• Atemberaubendes Semuc Champey

    July 14 in Guatemala ⋅ 🌧 23 °C

    Um halb 9 geht's los, der Nationalpark Samuc Champey will erobert werden. Im Auto zum Park sitzt der Guide Otto und obwohl der Plan war den Park auf eigene Faust zu besichtigen, schließen wir uns kurz entschlossen seiner Gruppe an. Untwrwegs halten wir bei einem Straßenstand der zwei Jungen von ca. 7 und 10 Jahren gehört, und leihen uns Wasserschuhe aus.. Als erstes steht die Besichtigung einer Höhle an. Alle unsere Sachen werden eingeschlossen und wir gehen an einem schönen Wasserfall entlang zur Höhle. Dort erklärt uns Otto, das er zu einem Majastamm gehört und hier im Natibalpark geboren ist. Er berichtet das die Pfanzen eine große Rolle bei den Majas spielen und hat für jeden von uns eine Kapsel, eine Achiote, dabei. Diese öffnet jeder für sich und bevor wir die Höhle betreten sollen wir uns mit dem roten Saft aus der Frucht im Gesicht und auch am Körper bemalen. Danach bekommt jeder eine Kerze, die wir auch gleich anzünden und mit der brennenden Kerze tauchen wir in die 10 km lange Höhle ein. Schnell wird klar dass wir nicht einfach durchlaufen, sondern dass es abenteuerlicher wird. Wir ziehen uns an einem Seil durchs tiefe Wasser, klettern auf Leitern nach oben und tasten uns Schritt für Schritt über den unebenen Untergrund durchs Wasser, alles mit der Kerze in der Hand, An einer Stelle geht ein Teil der Gruppe gebückt durch einen Wasserfall und ruscht wohl ins dunke nach unten. An der Stelle entscheide ich mich zurück zu bleiben und auf die mutigen zu warten. Auf dem Rückweg gibt es noch weitere rutschgelegenheiten, die ich auch ausschlage. An einer Stelle kann ich seitlich sehen wie die Anderen sich flach hinlegen und eine schmalen Tunnel in ein wasserloch rutschen. Sehr schön zu zu schauen und nicht dabei sein zu müssen.

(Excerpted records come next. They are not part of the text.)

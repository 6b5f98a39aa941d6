//! Win detection.

use super::super::{Board, Mark, Position, Square};
use serde::{Deserialize, Serialize};

/// One of the eight winning lines.
///
/// The declaration order is the external line numbering: rows top to
/// bottom (0-2), columns left to right (3-5), then the main diagonal (6)
/// and the anti-diagonal (7). Renderers rely on these numbers.
#[derive(
    Debug, Clone, Copy, PartialEq, Eq, Hash, PartialOrd, Ord, Serialize, Deserialize, strum::EnumIter,
)]
#[serde(into = "u8", try_from = "u8")]
pub enum WinLine {
    /// Squares 0, 1, 2.
    TopRow,
    /// Squares 3, 4, 5.
    MiddleRow,
    /// Squares 6, 7, 8.
    BottomRow,
    /// Squares 0, 3, 6.
    LeftColumn,
    /// Squares 1, 4, 7.
    CenterColumn,
    /// Squares 2, 5, 8.
    RightColumn,
    /// Squares 0, 4, 8.
    MainDiagonal,
    /// Squares 2, 4, 6.
    AntiDiagonal,
}

impl WinLine {
    /// All lines in table order.
    pub const ALL: [WinLine; 8] = [
        WinLine::TopRow,
        WinLine::MiddleRow,
        WinLine::BottomRow,
        WinLine::LeftColumn,
        WinLine::CenterColumn,
        WinLine::RightColumn,
        WinLine::MainDiagonal,
        WinLine::AntiDiagonal,
    ];

    /// Table index (0-7).
    pub fn index(self) -> usize {
        self as usize
    }

    /// Line with the given table index.
    pub fn from_index(index: usize) -> Option<Self> {
        Self::ALL.get(index).copied()
    }

    /// The three positions on this line.
    pub fn positions(self) -> [Position; 3] {
        use Position::*;
        match self {
            WinLine::TopRow => [TopLeft, TopCenter, TopRight],
            WinLine::MiddleRow => [MiddleLeft, Center, MiddleRight],
            WinLine::BottomRow => [BottomLeft, BottomCenter, BottomRight],
            WinLine::LeftColumn => [TopLeft, MiddleLeft, BottomLeft],
            WinLine::CenterColumn => [TopCenter, Center, BottomCenter],
            WinLine::RightColumn => [TopRight, MiddleRight, BottomRight],
            WinLine::MainDiagonal => [TopLeft, Center, BottomRight],
            WinLine::AntiDiagonal => [TopRight, Center, BottomLeft],
        }
    }

    /// True when all three squares hold `mark`.
    pub fn is_held_by(self, board: &Board, mark: Mark) -> bool {
        self.positions()
            .iter()
            .all(|pos| board.get(*pos) == Square::Occupied(mark))
    }
}

impl From<WinLine> for u8 {
    fn from(line: WinLine) -> Self {
        line.index() as u8
    }
}

impl TryFrom<u8> for WinLine {
    type Error = String;

    fn try_from(value: u8) -> Result<Self, Self::Error> {
        Self::from_index(usize::from(value))
            .ok_or_else(|| format!("Winning line index {} is out of range (must be 0-7)", value))
    }
}

/// Returns the first line, in table order, completed by `mark`.
///
/// Several lines can be complete at once; the lowest-numbered one wins.
pub fn line_complete(board: &Board, mark: Mark) -> Option<WinLine> {
    WinLine::ALL
        .into_iter()
        .find(|line| line.is_held_by(board, mark))
}
//! Properties every strategy must satisfy on every reachable board.

mod common;

use common::reachable_open_boards;
use tictactoe_bot::{
    AlphaBetaStrategy, MinimaxStrategy, PatternStrategy, Strategy, StrategyKind, infer_marks,
};

#[test]
fn test_reachable_board_count() {
    // 5478 legal positions, 958 of them finished.
    assert_eq!(reachable_open_boards().len(), 4520);
}

#[test]
fn test_minimax_and_alpha_beta_agree_everywhere() {
    for board in reachable_open_boards() {
        let (acting, other) = infer_marks(&board);
        let full = MinimaxStrategy.select_cell(&board, acting, other);
        let pruned = AlphaBetaStrategy.select_cell(&board, acting, other);
        assert_eq!(
            full, pruned,
            "strategies diverge on\n{}",
            board.display(&Default::default())
        );
    }
}

#[test]
fn test_every_strategy_picks_an_empty_square() {
    let strategies: [&dyn Strategy; 3] = [&MinimaxStrategy, &AlphaBetaStrategy, &PatternStrategy];
    for board in reachable_open_boards() {
        let (acting, other) = infer_marks(&board);
        for strategy in strategies {
            let pos = strategy
                .select_cell(&board, acting, other)
                .unwrap_or_else(|| panic!("{} found no square", strategy.name()));
            assert!(
                board.is_empty(pos),
                "{} picked occupied {} on\n{}",
                strategy.name(),
                pos,
                board.display(&Default::default())
            );
        }
    }
}

#[test]
fn test_strategy_is_shareable_across_threads() {
    let strategy: std::sync::Arc<dyn Strategy> = std::sync::Arc::from(StrategyKind::AlphaBeta.build());
    let boards = reachable_open_boards();
    let (left, right) = boards.split_at(boards.len() / 2);

    std::thread::scope(|scope| {
        for half in [left, right] {
            let strategy = std::sync::Arc::clone(&strategy);
            scope.spawn(move || {
                for board in half.iter().step_by(31) {
                    let (acting, other) = infer_marks(board);
                    let pos = strategy.select_cell(board, acting, other);
                    assert_eq!(pos, MinimaxStrategy.select_cell(board, acting, other));
                }
            });
        }
    });
}
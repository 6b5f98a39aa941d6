//! End-to-end requests through `Bot::play`.

use tictactoe_bot::{
    Bot, BotConfig, BotError, GameOutcome, InvalidMoveError, MalformedBoardError, Mark,
    PatternStrategy, Position, Strategy, StrategyKind, SymbolSet, WinLine,
};

fn bot(kind: StrategyKind) -> Bot {
    Bot::new(BotConfig::new(kind))
}

const KINDS: [StrategyKind; 3] = [
    StrategyKind::Minimax,
    StrategyKind::AlphaBeta,
    StrategyKind::Pattern,
];

#[test]
fn test_completing_top_row() {
    for kind in KINDS {
        let result = bot(kind).play("×× ￮￮    ").unwrap();
        assert_eq!(result.chosen_cell(), Some(Position::TopRight), "{kind}");
        assert_eq!(result.outcome(), GameOutcome::Loss, "{kind}");
        assert_eq!(result.winning_line().map(WinLine::index), Some(0), "{kind}");
    }
}

#[test]
fn test_human_already_won() {
    for kind in KINDS {
        // Human plays cross and holds the main diagonal.
        let result = bot(kind).play("×￮ ￮×   ×").unwrap();
        assert_eq!(result.chosen_cell(), None);
        assert_eq!(result.outcome(), GameOutcome::Win);
        assert_eq!(result.winning_line(), Some(WinLine::MainDiagonal));
    }
}

#[test]
fn test_game_continues_after_quiet_move() {
    let result = bot(StrategyKind::AlphaBeta).play("×        ").unwrap();
    assert_eq!(result.outcome(), GameOutcome::Continue);
    assert_eq!(result.winning_line(), None);
    // Against a corner opening only the center holds the draw.
    assert_eq!(result.chosen_cell(), Some(Position::Center));
}

#[test]
fn test_pattern_immediate_win() {
    // Zero holds 2 and 5; completing the right column beats blocking.
    let result = bot(StrategyKind::Pattern).play("××￮ ×￮   ").unwrap();
    assert_eq!(result.chosen_cell(), Some(Position::BottomRight));
    assert_eq!(result.outcome(), GameOutcome::Loss);
    assert_eq!(result.winning_line(), Some(WinLine::RightColumn));
}

#[test]
fn test_pattern_block() {
    // Cross threatens the left column, zero has no winning square.
    let result = bot(StrategyKind::Pattern).play("×   ￮ ×  ").unwrap();
    assert_eq!(result.chosen_cell(), Some(Position::MiddleLeft));
    assert_eq!(result.outcome(), GameOutcome::Continue);
}

#[test]
fn test_pattern_can_be_beaten() {
    // Opposite-corner trap: pattern takes a corner and cross forks.
    let strategy = PatternStrategy;
    let board = tictactoe_bot::Board::parse("×   ￮   ×").unwrap();
    let pos = strategy.select_cell(&board, Mark::Zero, Mark::Cross);
    assert_eq!(pos, Some(Position::TopRight));

    let minimax = bot(StrategyKind::Minimax).play("×   ￮   ×").unwrap();
    assert_ne!(minimax.chosen_cell(), pos);
}

#[test]
fn test_custom_symbols() {
    let symbols = SymbolSet::new('X', 'O', '.').unwrap();
    let bot = Bot::new(BotConfig::new(StrategyKind::AlphaBeta).with_symbols(symbols));
    let result = bot.play("XX.OO....").unwrap();
    assert_eq!(result.chosen_cell(), Some(Position::TopRight));

    assert_eq!(
        bot.play("×× ￮￮    "),
        Err(BotError::MalformedBoard(MalformedBoardError::UnknownSymbol {
            symbol: '×',
            index: 0
        }))
    );
}

#[test]
fn test_malformed_input() {
    let bot = bot(StrategyKind::Minimax);
    assert!(matches!(
        bot.play(""),
        Err(BotError::MalformedBoard(MalformedBoardError::WrongLength { found: 0 }))
    ));
    assert!(matches!(
        bot.play("×× ￮￮   ?"),
        Err(BotError::MalformedBoard(MalformedBoardError::UnknownSymbol { index: 8, .. }))
    ));
}

#[test]
fn test_play_is_repeatable() {
    let bot = bot(StrategyKind::Minimax);
    let first = bot.play(" ×  ￮    ").unwrap();
    for _ in 0..3 {
        assert_eq!(bot.play(" ×  ￮    ").unwrap(), first);
    }
}

#[test]
fn test_invalid_move_error_is_exposed() {
    let err = tictactoe_bot::Board::new()
        .with_move(4, Mark::Cross)
        .and_then(|b| b.with_move(4, Mark::Zero))
        .unwrap_err();
    assert_eq!(
        err,
        InvalidMoveError::SquareOccupied {
            position: Position::Center
        }
    );
}
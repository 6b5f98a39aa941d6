//! Helpers shared by the integration tests.

use std::collections::HashSet;
use tictactoe_bot::{Board, GameOutcome, evaluate, infer_marks};

/// Every board reachable from the empty board by alternating play with
/// cross moving first, excluding finished games.
pub fn reachable_open_boards() -> Vec<Board> {
    let mut seen = HashSet::new();
    let mut open = Vec::new();
    let mut stack = vec![Board::new()];

    while let Some(board) = stack.pop() {
        if !seen.insert(board) {
            continue;
        }
        let (to_move, other) = infer_marks(&board);
        if evaluate(&board, to_move, other).outcome != GameOutcome::Continue {
            continue;
        }
        open.push(board);
        stack.extend(board.successors(to_move).map(|(_, next)| next));
    }

    open
}
//! Rule-based strategy without search.

use super::Strategy;
use crate::position::Position;
use crate::rules::line_complete;
use crate::types::{Board, Mark};
use tracing::{debug, instrument};

/// Picks the first square matched by a fixed list of rules:
///
/// 1. complete a line for the acting mark,
/// 2. block a line the other mark would complete,
/// 3. take the center,
/// 4. take a corner,
/// 5. take an edge.
///
/// Within a rule the lowest index wins. Weaker than minimax and not
/// guaranteed to hold a draw.
#[derive(Debug, Clone, Copy, Default)]
pub struct PatternStrategy;

impl Strategy for PatternStrategy {
    fn name(&self) -> &'static str {
        "pattern"
    }

    #[instrument(skip(self, board))]
    fn select_cell(&self, board: &Board, acting: Mark, other: Mark) -> Option<Position> {
        if let Some(pos) = completing_square(board, acting) {
            debug!(%pos, "Taking winning square");
            return Some(pos);
        }
        if let Some(pos) = completing_square(board, other) {
            debug!(%pos, "Blocking opponent line");
            return Some(pos);
        }

        let choice = std::iter::once(Position::Center)
            .chain(Position::CORNERS)
            .chain(Position::EDGES)
            .find(|pos| board.is_empty(*pos));
        debug!(?choice, "Taking positional square");
        choice
    }
}

/// Lowest empty square that completes a line for `mark`.
fn completing_square(board: &Board, mark: Mark) -> Option<Position> {
    board
        .successors(mark)
        .find(|(_, next)| line_complete(next, mark).is_some())
        .map(|(pos, _)| pos)
}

    Auf dem Rückweg der ca. 1 km langen Wanderung bekommen wir am Ende alle noch schwarze Zeichen ins Gesicht, als Ritual für dass wir es geschafft haben. War sehr schön und trotz dass die Nächte Gruppe und bereits entgegen kam, war es irgendwie feierlich und eine schöne Erfahrung.
    Weiter geht's es zu einer Fahrt auf Reifen, flußabwärts. Auch das hat wirklich großen Spaß gemacht.
    Weiter ging es zu einem auch sehr beeindruckenden Wasserfall.
    Nach einer Mittagspause machen wir uns zu Fuß auf den Weg zum Aussichtspunkt, wo man den berühmten, fantastischen Blick auf die natürlichen Poolbecken von Semuc Champey hat.
    Eine sehr anstrengende halbe Stunde später haben wir den Ausdichtspunkt erklommen und werden mit Sonne und Aussicht belohnt
    Der Abstieg geht deutlich schneller und unten angekommen schließen wir wieder alles ein und gehen in den obersten Pool zum abkühlen. Unser Guide führt uns auf verschieden Wegen von Becken zu Becken nach unten. Dabei krakseln, rutschen und springen wir und auch hier muss ich einiges an Angst überwinden. Aber es ist einfach nur schön in den türkisfarbenen Becken zu schwimmen. Unten angekommen hat man einen Blick auf den wilden leicht braunen Fluß, Da die Becken aus einer eigenen Quelle gespeist werden und der Fluß nur darunter durch fließt verändert der Fluss die Farbe des Wassers in den Pools nicht.
    Es fängt an zu nieseln und das ist auch nochmal ein richtig schönes, Erlebnis und hindert uns nicht am Rand nochmal an den Anfang hoch zu laufen und den Spaß alle Etagen abwärts zu wandern zu wiederholen.
    Voll erfüllt macht sich die Gruppe bei mittlerweile starkem Regen auf den Heimweg.